All of the data below needs to be set down again, exactly as shown.

▶ Records to use
--- START ---
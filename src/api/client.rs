//! Shared client behind every domain facade.

use color_eyre::{eyre::eyre, Result};
use serde::de::DeserializeOwned;
use serde_json::Value;
use std::sync::Arc;
use std::time::Duration;

use super::registry::Registry;
use super::{contact, payment, payment_method, wallet};
use crate::auth::{ReauthGuard, RefreshCoordinator};
use crate::cache::{CacheResult, CacheStore, QueryKey, Subscription};
use crate::config::ApiConfig;
use crate::error::ApiError;
use crate::transport::{HttpTransport, Method, Request, Transport};

/// Wallet API client with session renewal and tag-invalidated caching.
///
/// One instance owns one guard, one cache store, and one registry; clones
/// share all three, so every domain sees the same cache and a write in one
/// domain invalidates reads of another.
#[derive(Clone)]
pub struct ApiClient {
  guard: ReauthGuard,
  cache: CacheStore,
  registry: Arc<Registry>,
  timeout: Duration,
}

impl ApiClient {
  pub fn new(transport: Arc<dyn Transport>, registry: Registry, config: &ApiConfig) -> Self {
    let timeout = config.timeout();
    let refresh = Request::new(Method::Post, config.refresh_path.clone(), timeout);
    Self {
      guard: ReauthGuard::new(transport, RefreshCoordinator::new(), refresh),
      cache: CacheStore::new(),
      registry: Arc::new(registry),
      timeout,
    }
  }

  /// Client over HTTP with every shipped domain registered.
  pub fn from_config(config: &ApiConfig) -> Result<Self> {
    let transport = HttpTransport::new(config)?;
    let registry = Registry::standard().map_err(|e| eyre!("Invalid operation registry: {}", e))?;
    Ok(Self::new(Arc::new(transport), registry, config))
  }

  pub fn cache(&self) -> &CacheStore {
    &self.cache
  }

  pub fn registry(&self) -> &Registry {
    &self.registry
  }

  pub fn coordinator(&self) -> &RefreshCoordinator {
    self.guard.coordinator()
  }

  pub fn wallets(&self) -> wallet::WalletApi<'_> {
    wallet::WalletApi::new(self)
  }

  pub fn payments(&self) -> payment::PaymentApi<'_> {
    payment::PaymentApi::new(self)
  }

  pub fn payment_methods(&self) -> payment_method::PaymentMethodApi<'_> {
    payment_method::PaymentMethodApi::new(self)
  }

  pub fn contacts(&self) -> contact::ContactApi<'_> {
    contact::ContactApi::new(self)
  }

  /// Build a request with the configured deadline.
  pub fn request(&self, method: Method, path: impl Into<String>) -> Request {
    Request::new(method, path, self.timeout)
  }

  /// Subscribe to a registered read. The subscription stays live, and is
  /// refetched on invalidation, until dropped.
  pub fn watch(&self, operation: &'static str, args: Value, request: Request) -> Result<Subscription, ApiError> {
    let def = self
      .registry
      .query(operation)
      .ok_or(ApiError::UnknownOperation(operation))?;

    let guard = self.guard.clone();
    let fetcher = move || {
      let guard = guard.clone();
      let request = request.clone();
      async move { guard.execute(&request).await }
    };

    Ok(self.cache.subscribe(
      QueryKey::new(def.id, &args),
      def.provides,
      def.retention.duration(),
      fetcher,
    ))
  }

  /// One-shot read: subscribe, wait for the result, unsubscribe.
  ///
  /// The entry stays cached for its retention window after this returns.
  pub async fn read<T: DeserializeOwned>(
    &self,
    operation: &'static str,
    args: Value,
    request: Request,
  ) -> Result<CacheResult<T>, ApiError> {
    let mut subscription = self.watch(operation, args, request)?;
    let result = subscription.settled().await?;
    drop(subscription);
    result.try_map(|value| decode(operation, value))
  }

  /// Run a registered write. On success its tags are invalidated before
  /// this returns; on failure nothing is invalidated.
  pub async fn write<T: DeserializeOwned>(
    &self,
    operation: &'static str,
    request: Request,
  ) -> Result<T, ApiError> {
    let def = self
      .registry
      .mutation(operation)
      .ok_or(ApiError::UnknownOperation(operation))?;

    let value = self.guard.execute(&request).await?;
    let marked = self.cache.invalidate(def.invalidates);
    tracing::info!(
      operation,
      tags = ?def.invalidates,
      marked,
      "write committed"
    );

    decode(operation, value)
  }
}

pub(crate) fn decode<T: DeserializeOwned>(operation: &'static str, value: Value) -> Result<T, ApiError> {
  serde_json::from_value(value).map_err(|e| ApiError::Decode {
    operation,
    message: e.to_string(),
  })
}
--- END ---
▶ Written response
filename src/api/client.rs
//! Shared client behind every domain facade.

use color_eyre::{eyre::eyre, Result};
use serde::de::DeserializeOwned;
use serde_json::Value;
use std::sync::Arc;
use std::time::Duration;

use super::registry::Registry;
use super::{contact, payment, payment_method, wallet};
use crate::auth::{ReauthGuard, RefreshCoordinator};
use crate::cache::{CacheResult, CacheStore, QueryKey, Subscription};
use crate::config::ApiConfig;
use crate::error::ApiError;
use crate::transport::{HttpTransport, Method, Request, Transport};

/// Wallet API client with session renewal and tag-invalidated caching.
///
/// One instance owns one guard, one cache store, and one registry; clones
/// share all three, so every domain sees the same cache and a write in one
/// domain invalidates reads of another.
#[derive(Clone)]
pub struct ApiClient {
  guard: ReauthGuard,
  cache: CacheStore,
  registry: Arc<Registry>,
  timeout: Duration,
}

impl ApiClient {
  pub fn new(transport: Arc<dyn Transport>, registry: Registry, config: &ApiConfig) -> Self {
    let timeout = config.timeout();
    let refresh = Request::new(Method::Post, config.refresh_path.clone(), timeout);
    Self {
      guard: ReauthGuard::new(transport, RefreshCoordinator::new(), refresh),
      cache: CacheStore::new(),
      registry: Arc::new(registry),
      timeout,
    }
  }

  /// Client over HTTP with every shipped domain registered.
  pub fn from_config(config: &ApiConfig) -> Result<Self> {
    let transport = HttpTransport::new(config)?;
    let registry = Registry::standard().map_err(|e| eyre!("Invalid operation registry: {}", e))?;
    Ok(Self::new(Arc::new(transport), registry, config))
  }

  pub fn cache(&self) -> &CacheStore {
    &self.cache
  }

  pub fn registry(&self) -> &Registry {
    &self.registry
  }

  pub fn coordinator(&self) -> &RefreshCoordinator {
    self.guard.coordinator()
  }

  pub fn wallets(&self) -> wallet::WalletApi<'_> {
    wallet::WalletApi::new(self)
  }

  pub fn payments(&self) -> payment::PaymentApi<'_> {
    payment::PaymentApi::new(self)
  }

  pub fn payment_methods(&self) -> payment_method::PaymentMethodApi<'_> {
    payment_method::PaymentMethodApi::new(self)
  }

  pub fn contacts(&self) -> contact::ContactApi<'_> {
    contact::ContactApi::new(self)
  }

  /// Build a request with the configured deadline.
  pub fn request(&self, method: Method, path: impl Into<String>) -> Request {
    Request::new(method, path, self.timeout)
  }

  /// Subscribe to a registered read. The subscription stays live, and is
  /// refetched on invalidation, until dropped.
  pub fn watch(&self, operation: &'static str, args: Value, request: Request) -> Result<Subscription, ApiError> {
    let def = self
      .registry
      .query(operation)
      .ok_or(ApiError::UnknownOperation(operation))?;

    let guard = self.guard.clone();
    let fetcher = move || {
      let guard = guard.clone();
      let request = request.clone();
      async move { guard.execute(&request).await }
    };

    Ok(self.cache.subscribe(
      QueryKey::new(def.id, &args),
      def.provides,
      def.retention.duration(),
      fetcher,
    ))
  }

  /// One-shot read: subscribe, wait for the result, unsubscribe.
  ///
  /// The entry stays cached for its retention window after this returns.
  pub async fn read<T: DeserializeOwned>(
    &self,
    operation: &'static str,
    args: Value,
    request: Request,
  ) -> Result<CacheResult<T>, ApiError> {
    let mut subscription = self.watch(operation, args, request)?;
    let result = subscription.settled().await?;
    drop(subscription);
    result.try_map(|value| decode(operation, value))
  }

  /// Run a registered write. On success its tags are invalidated before
  /// this returns; on failure nothing is invalidated.
  pub async fn write<T: DeserializeOwned>(
    &self,
    operation: &'static str,
    request: Request,
  ) -> Result<T, ApiError> {
    let def = self
      .registry
      .mutation(operation)
      .ok_or(ApiError::UnknownOperation(operation))?;

    let value = self.guard.execute(&request).await?;
    let marked = self.cache.invalidate(def.invalidates);
    tracing::info!(
      operation,
      tags = ?def.invalidates,
      marked,
      "write committed"
    );

    decode(operation, value)
  }
}

pub(crate) fn decode<T: DeserializeOwned>(operation: &'static str, value: Value) -> Result<T, ApiError> {
  serde_json::from_value(value).map_err(|e| ApiError::Decode {
    operation,
    message: e.to_string(),
  })
}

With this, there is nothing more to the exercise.